The focus on technology in an insurance company’s value proposition is fast becoming a main priority for CEOs across the insurance sector—after all, it is both a driver for the growth in market entrants and a potential solution to address the increasingly complex industry regulations on a national and global scale.

Driven by an atmosphere of uncertainty, so-called insurtech companies—the catch-all term for technology vendors who sell insurance products and services—have seen significant investment and growth. There have been some truly astounding investments made in the last few years. Healthcare startup Oscar Health recently announced it raised $145 million with a company value/worth of more than $1.5 billion.

However, large insurance companies are also launching their own insurtech startups. Last year, Axa invested €100 million ($113.5 million) in Kamet, an insurtech incubator dedicated to conceptualising, launching and accompanying disruptive products and services for insurance.

Insurance CEOs are looking for a map or template to guide their next steps; a parallel industry where technology is at a slightly further stage of development and lessons have been learned. As it happens, something like this does exist: insurtech has taken inspiration in the name fintech.

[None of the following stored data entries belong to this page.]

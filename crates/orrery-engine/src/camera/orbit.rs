use glam::{Vec2, Vec3};
use std::f32::consts::{FRAC_PI_2, PI};

use super::CameraPose;
use crate::input::queue::{Key, MouseButton};
use crate::input::state::InputState;

/// Orbit/look-at camera: a yaw/pitch offset on a sphere around a fixed
/// center, driven by dragging with the secondary mouse button.
///
/// Directional keys translate position and target together along the
/// camera's basis vectors; dolly keys move the position alone, changing
/// the distance to the center.
#[derive(Debug, Clone)]
pub struct OrbitCamera {
    pub pose: CameraPose,
    center: Vec3,
    yaw: f32,
    pitch: f32,
    prev_mouse: Vec2,
    first_sample: bool,
}

impl OrbitCamera {
    const SENSITIVITY: f32 = 0.005;
    const MOVE_SPEED: f32 = 0.5;
    const DOLLY_SPEED: f32 = 1.0;
    /// Keeps pitch off the poles so cos(pitch) never reaches zero.
    const PITCH_MARGIN: f32 = 0.1;

    /// Startup orientation seed. The first drag snaps the position onto
    /// the yaw/pitch sphere at the current center distance.
    const START_YAW: f32 = PI;
    const START_PITCH: f32 = 0.3;

    pub fn new(pose: CameraPose, center: Vec3) -> Self {
        Self {
            pose,
            center,
            yaw: Self::START_YAW,
            pitch: Self::START_PITCH,
            prev_mouse: Vec2::ZERO,
            first_sample: true,
        }
    }

    pub fn yaw(&self) -> f32 {
        self.yaw
    }

    pub fn pitch(&self) -> f32 {
        self.pitch
    }

    /// Run one control step against this frame's input.
    pub fn update(&mut self, input: &InputState) {
        if input.is_button_down(MouseButton::Secondary) {
            let mouse = input.mouse_position();
            if self.first_sample {
                // Suppress the first delta after activation so the camera
                // does not jump to wherever the cursor happens to be.
                self.prev_mouse = mouse;
                self.first_sample = false;
            }
            let delta = mouse - self.prev_mouse;
            self.prev_mouse = mouse;

            self.yaw += delta.x * Self::SENSITIVITY;
            self.pitch = (self.pitch + delta.y * Self::SENSITIVITY).clamp(
                -FRAC_PI_2 + Self::PITCH_MARGIN,
                FRAC_PI_2 - Self::PITCH_MARGIN,
            );

            let distance = self.pose.position.distance(self.center);
            self.pose.position = self.center
                + distance
                    * Vec3::new(
                        self.pitch.cos() * self.yaw.sin(),
                        self.pitch.sin(),
                        self.pitch.cos() * self.yaw.cos(),
                    );
            self.pose.target = self.center;
        } else {
            self.first_sample = true;
        }

        if input.is_down(Key::Right) {
            self.strafe(-Self::MOVE_SPEED);
        }
        if input.is_down(Key::Left) {
            self.strafe(Self::MOVE_SPEED);
        }
        if input.is_down(Key::Up) {
            self.rise(Self::MOVE_SPEED);
        }
        if input.is_down(Key::Down) {
            self.rise(-Self::MOVE_SPEED);
        }
        if input.is_down(Key::DollyIn) {
            self.dolly(Self::DOLLY_SPEED);
        }
        if input.is_down(Key::DollyOut) {
            self.dolly(-Self::DOLLY_SPEED);
        }
    }

    /// Translate position and target along the camera's right vector.
    fn strafe(&mut self, amount: f32) {
        let right = (self.pose.target - self.pose.position)
            .cross(self.pose.up)
            .normalize_or_zero();
        self.pose.position += right * amount;
        self.pose.target += right * amount;
    }

    /// Translate position and target along the camera's local up vector.
    fn rise(&mut self, amount: f32) {
        let view = (self.pose.target - self.pose.position).normalize_or_zero();
        let right = view.cross(self.pose.up);
        let up = right.cross(view).normalize_or_zero();
        self.pose.position += up * amount;
        self.pose.target += up * amount;
    }

    /// Move position along the view direction; the target stays put, so
    /// the center distance changes.
    fn dolly(&mut self, amount: f32) {
        let view = (self.pose.target - self.pose.position).normalize_or_zero();
        self.pose.position += view * amount;
    }
}
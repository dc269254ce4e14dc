/// Solar System: an animated orrery with fixed-rate circular orbits.
///
/// Owns the configuration, simulation state, camera rig, and asset
/// handles; composes the scene description the presenter draws each
/// frame: background, sun, each planet's orbit ring and body (with the
/// moon alongside its parent), HUD text.

use glam::Vec3;
use orrery_engine::{
    App, AppConfig, CameraPose, CameraRig, InputState, ModelHandle, PointerRequest, Presenter,
    Rgba, SceneFrame,
};

use crate::assets::SceneAssets;
use crate::bodies::{RenderStyle, SystemConfig};
use crate::ring::orbit_ring_segments;
use crate::sim::SimState;

// ── HUD ──────────────────────────────────────────────────────────────

const HUD_LINES: [&str; 4] = [
    "Solar System 3D",
    "Arrow keys: Move camera",
    "+/-: Zoom in/out",
    "F11 - Toggle fullscreen",
];
const HUD_X: i32 = 10;
const HUD_Y: i32 = 10;
const HUD_LINE_STEP: i32 = 30;
const HUD_SIZE: i32 = 20;

// ── Colors ───────────────────────────────────────────────────────────

const ORBIT_RING_COLOR: Rgba = Rgba::GRAY;
/// Flat-style tints for the two bodies that have no table color.
const SUN_COLOR: Rgba = Rgba::rgb(253, 184, 19);
const MOON_COLOR: Rgba = Rgba::rgb(180, 180, 180);

pub struct SolarSystemApp {
    config: SystemConfig,
    sim: SimState,
    camera: CameraRig,
    assets: SceneAssets,
}

impl SolarSystemApp {
    pub fn new(config: SystemConfig) -> Self {
        let sim = SimState::new(Vec3::ZERO, config.planets.len());
        let camera = CameraRig::new(config.camera_mode, CameraPose::default(), sim.center());
        let assets = SceneAssets::empty(config.planets.len());
        Self {
            config,
            sim,
            camera,
            assets,
        }
    }

    pub fn system(&self) -> &SystemConfig {
        &self.config
    }

    pub fn sim(&self) -> &SimState {
        &self.sim
    }

    pub fn camera(&self) -> &CameraRig {
        &self.camera
    }

    /// One body: textured model when the style and assets allow, flat
    /// colored sphere otherwise.
    fn body(
        &self,
        frame: &mut SceneFrame,
        model: ModelHandle,
        position: Vec3,
        size: f32,
        spin_deg: f32,
        color: Rgba,
    ) {
        if self.config.render_style == RenderStyle::TexturedModel && model.is_valid() {
            frame.model(model, position, Vec3::Y, spin_deg, 1.0, Rgba::WHITE);
        } else {
            frame.sphere(position, size, color);
        }
    }
}

impl App for SolarSystemApp {
    fn config(&self) -> AppConfig {
        AppConfig {
            window_width: self.config.window_width,
            window_height: self.config.window_height,
            title: self.config.title.clone(),
            frame_rate_cap: 60,
        }
    }

    fn init(&mut self, presenter: &mut dyn Presenter) {
        self.assets = SceneAssets::load(presenter, &self.config);
    }

    fn update(&mut self, input: &InputState) -> PointerRequest {
        let request = self.camera.update(input);
        self.sim.tick(&self.config);
        request
    }

    fn compose(&self, frame: &mut SceneFrame) {
        frame.camera = *self.camera.pose();
        frame.clear_color = Rgba::BLACK;
        frame.background = self.assets.background;

        // The sun sits at the system center and does not spin
        self.body(
            frame,
            self.assets.sun_model,
            self.sim.center(),
            self.config.sun_size,
            0.0,
            SUN_COLOR,
        );

        for (index, planet) in self.config.planets.iter().enumerate() {
            for (start, end) in orbit_ring_segments(self.sim.center(), planet.orbit_radius) {
                frame.line(start, end, ORBIT_RING_COLOR);
            }

            self.body(
                frame,
                self.assets.planet_models[index],
                self.sim.planet_position(index, &self.config),
                planet.visual_size,
                self.sim.spin(index).to_degrees(),
                planet.color,
            );

            if index == self.config.earth {
                self.body(
                    frame,
                    self.assets.moon_model,
                    self.sim.moon_position(&self.config),
                    self.config.moon.visual_size,
                    0.0,
                    MOON_COLOR,
                );
            }
        }

        for (i, line) in HUD_LINES.iter().enumerate() {
            frame.text(*line, HUD_X, HUD_Y + i as i32 * HUD_LINE_STEP, HUD_SIZE, Rgba::WHITE);
        }
    }

    fn shutdown(&mut self, presenter: &mut dyn Presenter) {
        self.assets.unload(presenter);
    }
}

#[cfg(test)]
mod tests {
    use super::*;
    use orrery_engine::DrawCall;

    #[test]
    fn compose_without_assets_draws_flat_spheres() {
        let app = SolarSystemApp::new(SystemConfig::default());
        let mut frame = SceneFrame::new();
        app.compose(&mut frame);

        let spheres = frame
            .calls()
            .iter()
            .filter(|c| matches!(c, DrawCall::Sphere { .. }))
            .count();
        let models = frame
            .calls()
            .iter()
            .filter(|c| matches!(c, DrawCall::Model { .. }))
            .count();
        // Sun + 8 planets + moon, nothing textured
        assert_eq!(spheres, 10);
        assert_eq!(models, 0);
        assert!(!frame.background.is_valid());
        assert_eq!(frame.texts().len(), 4);
    }

    #[test]
    fn compose_draws_sun_first_and_one_ring_per_planet() {
        let app = SolarSystemApp::new(SystemConfig::default());
        let mut frame = SceneFrame::new();
        app.compose(&mut frame);

        assert!(matches!(frame.calls()[0], DrawCall::Sphere { .. }));
        let ring_runs: Vec<u32> = frame
            .calls()
            .iter()
            .filter_map(|c| match c {
                DrawCall::Lines { count, .. } => Some(*count),
                _ => None,
            })
            .collect();
        assert_eq!(ring_runs, vec![100; 8]);
    }

    #[test]
    fn moon_is_drawn_next_to_its_parent() {
        let mut app = SolarSystemApp::new(SystemConfig::default());
        let input = InputState::new();
        for _ in 0..25 {
            app.update(&input);
        }
        let mut frame = SceneFrame::new();
        app.compose(&mut frame);

        let spheres: Vec<(Vec3, f32)> = frame
            .calls()
            .iter()
            .filter_map(|c| match c {
                DrawCall::Sphere { center, radius, .. } => Some((*center, *radius)),
                _ => None,
            })
            .collect();
        // Order: sun, then planets with the moon right after Earth
        let earth = app.system().earth;
        let (earth_pos, _) = spheres[1 + earth];
        let (moon_pos, moon_size) = spheres[2 + earth];
        assert_eq!(moon_size, app.system().moon.visual_size);
        assert!(
            (moon_pos - earth_pos).length() <= app.system().moon.orbit_radius + 1e-3,
            "moon must stay within its orbit of the parent"
        );
    }
}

Finance and insurance—mirroring factors

The wider banking and finance sector provides a very suitable case study both in terms of market players and pressures. There are the blue chip, traditional providers of capital and banking that face increasing regulatory pressures, have a strong reputational prestige to maintain and a natural aversion to uncalculated or uncertain risks. Underneath them sit the many markets, with either common or mutually exclusive components/complexities, serviced by mid-tier and niche organisations looking to gain a competitive advantage through either technology or process efficiencies.

Into this environment comes the nascent fintech provider movement that looks to leverage massive demand. It is fuelling a cycle of investments, and mergers and acquisitions, which have driven the market to exponential growth year on year.